> **Directions**: Repeat all entries below exactly as shown.

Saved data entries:
+++

//! Alias maps - per-query component metadata
//!
//! The alias map lists every query component in declaration order: the root
//! first, then each joined component after its parent. The table alias map
//! translates the physical SQL table aliases found in result columns back to
//! component aliases.

use std::collections::{BTreeMap, HashSet};
use std::sync::Arc;

use crate::descriptor::EntityDescriptor;
use crate::error::{HydrateError, HydrateResult};

/// Cardinality of a relation as seen from its owner
#[derive(Debug, Clone, Copy, PartialEq, Eq, Hash)]
pub enum Cardinality {
    OneToOne,
    ToMany,
}

/// Relation from a parent component to a child component
#[derive(Debug, Clone, PartialEq, Eq)]
pub struct Relation {
    /// Field name under which the child is attached to the parent
    pub alias_name: String,
    pub cardinality: Cardinality,
}

impl Relation {
    pub fn new(alias_name: impl Into<String>, cardinality: Cardinality) -> Self {
        Self {
            alias_name: alias_name.into(),
            cardinality,
        }
    }

    pub fn one_to_one(alias_name: impl Into<String>) -> Self {
        Self::new(alias_name, Cardinality::OneToOne)
    }

    pub fn to_many(alias_name: impl Into<String>) -> Self {
        Self::new(alias_name, Cardinality::ToMany)
    }

    pub fn is_one_to_one(&self) -> bool {
        self.cardinality == Cardinality::OneToOne
    }
}

/// One component of a query
#[derive(Debug, Clone)]
pub struct AliasEntry {
    pub alias: String,
    pub table: Arc<dyn EntityDescriptor>,
    pub relation: Option<Relation>,
    pub parent: Option<String>,
}

impl AliasEntry {
    pub fn is_root(&self) -> bool {
        self.parent.is_none()
    }
}

/// Ordered component metadata of a query
#[derive(Debug, Clone, Default)]
pub struct AliasMap {
    entries: Vec<AliasEntry>,
}

impl AliasMap {
    pub fn new() -> Self {
        Self::default()
    }

    /// Declare the root component
    pub fn with_root(mut self, alias: impl Into<String>, table: impl EntityDescriptor + 'static) -> Self {
        self.entries.push(AliasEntry {
            alias: alias.into(),
            table: Arc::new(table),
            relation: None,
            parent: None,
        });
        self
    }

    /// Declare a component joined onto `parent` through `relation`
    pub fn with_join(
        mut self,
        alias: impl Into<String>,
        parent: impl Into<String>,
        relation: Relation,
        table: impl EntityDescriptor + 'static,
    ) -> Self {
        self.entries.push(AliasEntry {
            alias: alias.into(),
            table: Arc::new(table),
            relation: Some(relation),
            parent: Some(parent.into()),
        });
        self
    }

    pub fn push(&mut self, entry: AliasEntry) {
        self.entries.push(entry);
    }

    pub fn get(&self, alias: &str) -> Option<&AliasEntry> {
        self.entries.iter().find(|entry| entry.alias == alias)
    }

    pub fn root(&self) -> Option<&AliasEntry> {
        self.entries.first()
    }

    pub fn iter(&self) -> impl Iterator<Item = &AliasEntry> {
        self.entries.iter()
    }

    pub fn len(&self) -> usize {
        self.entries.len()
    }

    pub fn is_empty(&self) -> bool {
        self.entries.is_empty()
    }

    /// Check that the entries form a tree rooted at the first entry with
    /// every parent declared before its children
    pub fn validate(&self) -> HydrateResult<()> {
        let root = self.root().ok_or(HydrateError::EmptyAliasMap)?;
        if !root.is_root() {
            return Err(HydrateError::InvalidAliasMap(format!(
                "first alias '{}' must be the root but declares a parent",
                root.alias
            )));
        }

        let mut seen = HashSet::new();
        for entry in &self.entries {
            if let Some(parent) = &entry.parent {
                if !seen.contains(parent.as_str()) {
                    return Err(HydrateError::InvalidAliasMap(format!(
                        "alias '{}' references parent '{}' that is not declared before it",
                        entry.alias, parent
                    )));
                }
                if entry.relation.is_none() {
                    return Err(HydrateError::InvalidAliasMap(format!(
                        "alias '{}' has a parent but no relation",
                        entry.alias
                    )));
                }
            } else if !seen.is_empty() {
                return Err(HydrateError::InvalidAliasMap(format!(
                    "alias '{}' is a second root",
                    entry.alias
                )));
            }

            if !seen.insert(entry.alias.as_str()) {
                return Err(HydrateError::InvalidAliasMap(format!(
                    "alias '{}' is declared twice",
                    entry.alias
                )));
            }
        }

        Ok(())
    }
}

/// Physical table alias to component alias translation
#[derive(Debug, Clone, Default, PartialEq, Eq)]
pub struct TableAliasMap {
    aliases: BTreeMap<String, String>,
}

impl TableAliasMap {
    pub fn new() -> Self {
        Self::default()
    }

    /// Table aliases are matched case-insensitively, as result keys are
    /// lower-cased by the parser
    pub fn with_alias(mut self, table_alias: impl Into<String>, component_alias: impl Into<String>) -> Self {
        self.insert(table_alias, component_alias);
        self
    }

    pub fn insert(&mut self, table_alias: impl Into<String>, component_alias: impl Into<String>) {
        self.aliases
            .insert(table_alias.into().to_lowercase(), component_alias.into());
    }

    pub fn resolve(&self, table_alias: &str) -> Option<&str> {
        self.aliases.get(table_alias).map(String::as_str)
    }

    /// Reverse lookup: the table alias used for `component_alias`
    ///
    /// When several table aliases target the component the lexically first
    /// one is returned.
    pub fn table_alias_of(&self, component_alias: &str) -> Option<&str> {
        self.aliases
            .iter()
            .find(|(_, component)| component.as_str() == component_alias)
            .map(|(table, _)| table.as_str())
    }

    pub fn len(&self) -> usize {
        self.aliases.len()
    }

    pub fn is_empty(&self) -> bool {
        self.aliases.is_empty()
    }
}
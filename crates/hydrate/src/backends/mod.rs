//! Database Backend Abstractions
//!
//! Cursors and executors are the only way rows reach the hydrator. The
//! PostgreSQL backend is provided; other drivers plug in by implementing
//! `QueryExecutor` or `AsyncQueryExecutor`.

pub mod core;
pub mod postgres;

// Re-export core traits and types
pub use core::*;
pub use postgres::PostgresExecutor;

+++

> **Written reply**:
//! Alias maps - per-query component metadata
//!
//! The alias map lists every query component in declaration order: the root
//! first, then each joined component after its parent. The table alias map
//! translates the physical SQL table aliases found in result columns back to
//! component aliases.

use std::collections::{BTreeMap, HashSet};
use std::sync::Arc;

use crate::descriptor::EntityDescriptor;
use crate::error::{HydrateError, HydrateResult};

/// Cardinality of a relation as seen from its owner
#[derive(Debug, Clone, Copy, PartialEq, Eq, Hash)]
pub enum Cardinality {
    OneToOne,
    ToMany,
}

/// Relation from a parent component to a child component
#[derive(Debug, Clone, PartialEq, Eq)]
pub struct Relation {
    /// Field name under which the child is attached to the parent
    pub alias_name: String,
    pub cardinality: Cardinality,
}

impl Relation {
    pub fn new(alias_name: impl Into<String>, cardinality: Cardinality) -> Self {
        Self {
            alias_name: alias_name.into(),
            cardinality,
        }
    }

    pub fn one_to_one(alias_name: impl Into<String>) -> Self {
        Self::new(alias_name, Cardinality::OneToOne)
    }

    pub fn to_many(alias_name: impl Into<String>) -> Self {
        Self::new(alias_name, Cardinality::ToMany)
    }

    pub fn is_one_to_one(&self) -> bool {
        self.cardinality == Cardinality::OneToOne
    }
}

/// One component of a query
#[derive(Debug, Clone)]
pub struct AliasEntry {
    pub alias: String,
    pub table: Arc<dyn EntityDescriptor>,
    pub relation: Option<Relation>,
    pub parent: Option<String>,
}

impl AliasEntry {
    pub fn is_root(&self) -> bool {
        self.parent.is_none()
    }
}

/// Ordered component metadata of a query
#[derive(Debug, Clone, Default)]
pub struct AliasMap {
    entries: Vec<AliasEntry>,
}

impl AliasMap {
    pub fn new() -> Self {
        Self::default()
    }

    /// Declare the root component
    pub fn with_root(mut self, alias: impl Into<String>, table: impl EntityDescriptor + 'static) -> Self {
        self.entries.push(AliasEntry {
            alias: alias.into(),
            table: Arc::new(table),
            relation: None,
            parent: None,
        });
        self
    }

    /// Declare a component joined onto `parent` through `relation`
    pub fn with_join(
        mut self,
        alias: impl Into<String>,
        parent: impl Into<String>,
        relation: Relation,
        table: impl EntityDescriptor + 'static,
    ) -> Self {
        self.entries.push(AliasEntry {
            alias: alias.into(),
            table: Arc::new(table),
            relation: Some(relation),
            parent: Some(parent.into()),
        });
        self
    }

    pub fn push(&mut self, entry: AliasEntry) {
        self.entries.push(entry);
    }

    pub fn get(&self, alias: &str) -> Option<&AliasEntry> {
        self.entries.iter().find(|entry| entry.alias == alias)
    }

    pub fn root(&self) -> Option<&AliasEntry> {
        self.entries.first()
    }

    pub fn iter(&self) -> impl Iterator<Item = &AliasEntry> {
        self.entries.iter()
    }

    pub fn len(&self) -> usize {
        self.entries.len()
    }

    pub fn is_empty(&self) -> bool {
        self.entries.is_empty()
    }

    /// Check that the entries form a tree rooted at the first entry with
    /// every parent declared before its children
    pub fn validate(&self) -> HydrateResult<()> {
        let root = self.root().ok_or(HydrateError::EmptyAliasMap)?;
        if !root.is_root() {
            return Err(HydrateError::InvalidAliasMap(format!(
                "first alias '{}' must be the root but declares a parent",
                root.alias
            )));
        }

        let mut seen = HashSet::new();
        for entry in &self.entries {
            if let Some(parent) = &entry.parent {
                if !seen.contains(parent.as_str()) {
                    return Err(HydrateError::InvalidAliasMap(format!(
                        "alias '{}' references parent '{}' that is not declared before it",
                        entry.alias, parent
                    )));
                }
                if entry.relation.is_none() {
                    return Err(HydrateError::InvalidAliasMap(format!(
                        "alias '{}' has a parent but no relation",
                        entry.alias
                    )));
                }
            } else if !seen.is_empty() {
                return Err(HydrateError::InvalidAliasMap(format!(
                    "alias '{}' is a second root",
                    entry.alias
                )));
            }

            if !seen.insert(entry.alias.as_str()) {
                return Err(HydrateError::InvalidAliasMap(format!(
                    "alias '{}' is declared twice",
                    entry.alias
                )));
            }
        }

        Ok(())
    }
}

/// Physical table alias to component alias translation
#[derive(Debug, Clone, Default, PartialEq, Eq)]
pub struct TableAliasMap {
    aliases: BTreeMap<String, String>,
}

impl TableAliasMap {
    pub fn new() -> Self {
        Self::default()
    }

    /// Table aliases are matched case-insensitively, as result keys are
    /// lower-cased by the parser
    pub fn with_alias(mut self, table_alias: impl Into<String>, component_alias: impl Into<String>) -> Self {
        self.insert(table_alias, component_alias);
        self
    }

    pub fn insert(&mut self, table_alias: impl Into<String>, component_alias: impl Into<String>) {
        self.aliases
            .insert(table_alias.into().to_lowercase(), component_alias.into());
    }

    pub fn resolve(&self, table_alias: &str) -> Option<&str> {
        self.aliases.get(table_alias).map(String::as_str)
    }

    /// Reverse lookup: the table alias used for `component_alias`
    ///
    /// When several table aliases target the component the lexically first
    /// one is returned.
    pub fn table_alias_of(&self, component_alias: &str) -> Option<&str> {
        self.aliases
            .iter()
            .find(|(_, component)| component.as_str() == component_alias)
            .map(|(table, _)| table.as_str())
    }

    pub fn len(&self) -> usize {
        self.aliases.len()
    }

    pub fn is_empty(&self) -> bool {
        self.aliases.is_empty()
    }
}
filename crates/hydrate/src/backends/mod.rs
//! Database Backend Abstractions
//!
//! Cursors and executors are the only way rows reach the hydrator. The
//! PostgreSQL backend is provided; other drivers plug in by implementing
//! `QueryExecutor` or `AsyncQueryExecutor`.

pub mod core;
pub mod postgres;

// Re-export core traits and types
pub use core::*;
pub use postgres::PostgresExecutor;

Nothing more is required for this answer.